The track originally picked as the follow up to the enormously successful ‘Daydream in Blue’ - which continues to be heard in acclaimed TV shows like Mr Robot and Severance - was ‘Who is She?’. A video was shot but minds were changed at the label and it was shelved. Ironically, twenty years later, it would come to be synonymous with video content.
Sampling ‘The Vengeance of She (Who Is She?)’ by Mario Nascimbene from the soundtrack of the 1968 film The Vengeance of She, the slightly brooding, mysterious, and haunted tone of the track – along with the catchy vocal refrain – lent itself perfectly to edited videos by teenagers of anime and video game clips and streams soon rocketed to staggering levels. “We said to the label: just you wait, in 20 years’ time you'll regret that decision,” laughs Honer.
Such has been the spike of interest in the band, gaining a whole new generation of fans and listeners, that in 2024 they will embark on a UK and EU tour – the pair's first live dates in 18 years. However, while Neveroddoreven produced countless success stories, such as the ‘The Blue Wrath’ being used in the hit zombie spoof comedy Shaun of the Dead – “it was hilarious, we got to go to the premiere and walk on the red carpet with nobody knowing who the hell we were” laughs Gosling – the album is not some flash-in-the pan success story. I Monster have been making consistently excellent music, that has managed the incredibly difficult task of being both experimental and commercially successful, for years.
Gosling and Honer began making music together in the early 90s. “We were both excited by what was happening with Warp records and the techno scene at the time,” says Honer. However, while they may have had a few years “making bleepy techno records”, they soon began to forge a style that was more distinctly their own. “The key change was when we had samplers and we started sampling old records,” says Honer. “We were looking for old charity shop records and then building little tracks around them.”

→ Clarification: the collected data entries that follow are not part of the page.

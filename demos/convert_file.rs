use std::env;

use eolcheck::{convert_file_to, LineEnding};

fn main() -> Result<(), Box<dyn std::error::Error>> {
    let args: Vec<String> = env::args().collect();
    if args.len() != 3 {
        eprintln!("Usage: {} <input> <output>", args[0]);
        std::process::exit(1);
    }
    let input_path = &args[1];
    let output_path = &args[2];

    convert_file_to(input_path, output_path, LineEnding::Dos, LineEnding::Unix)?;
    Ok(())
}
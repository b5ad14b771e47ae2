#![no_main]

use eolcheck::convert;
use libfuzzer_sys::fuzz_target;

fuzz_target!(|data: &[u8]| {
    if data.len() < 2 {
        return;
    }

    // Control byte layout:
    // data[0]: length of the `from` token (1..=3)
    // data[1]: length of the `to` token (0..=3)
    let from_len = usize::from(data[0] % 3) + 1;
    let to_len = usize::from(data[1] % 4);
    let rest = &data[2..];
    if rest.len() < from_len + to_len {
        return;
    }
    let (from, rest) = rest.split_at(from_len);
    let (to, payload) = rest.split_at(to_len);

    let out = convert(payload, from, to);
    if from == to {
        assert_eq!(&*out, payload);
    }
});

Gosling continues: “We were using a lot of 60s music, some jazzy, brassy stuff, and easy listening,” he says. “This was the same time as drum and bass with all the drum samples sped and chopped up. So we thought about using these samples and then chopping them up, rearranging them and speeding it all up like drum and bass, so that you get this really jerky fast music. Back then crate diggers were probably looking at funk records for breaks rather than something from an obscure album, so I think using these obscure samples gave us a different sound.”
The band’s first album was so heavy on samples it could never be cleared and was effectively given away in a limited run. So the band found a new way of working that could merge using existing samples that they could afford to clear, alongside tracks that were inspired by ones they couldn’t. “The way I like to work is to sample something, write a vocal over the top of it, then get rid of the sample and do new music underneath,” says Honer. “It's still an interesting way to work to this day.”
The band has released six studio albums over the years and collaborated with numerous artists such as HK119, Keavin Pearce, and perhaps most notably being brought in to produce The Human League’s 2011 album Credo – with Phil Oakey singling out the pair’s vital contributions to the album.
While in 2023 the music the duo made 20 years ago remains in the spotlight due to the endearing and enduring nature of their songcraft – ‘Daydream in Blue’ soundtracked a H&M ad earlier this year – the pair remain focused on the horizon rather than locked in the past. “There must be 30 or 40 tracks we’re working on at the moment,” says Honer. “We’re really excited about what’s next.”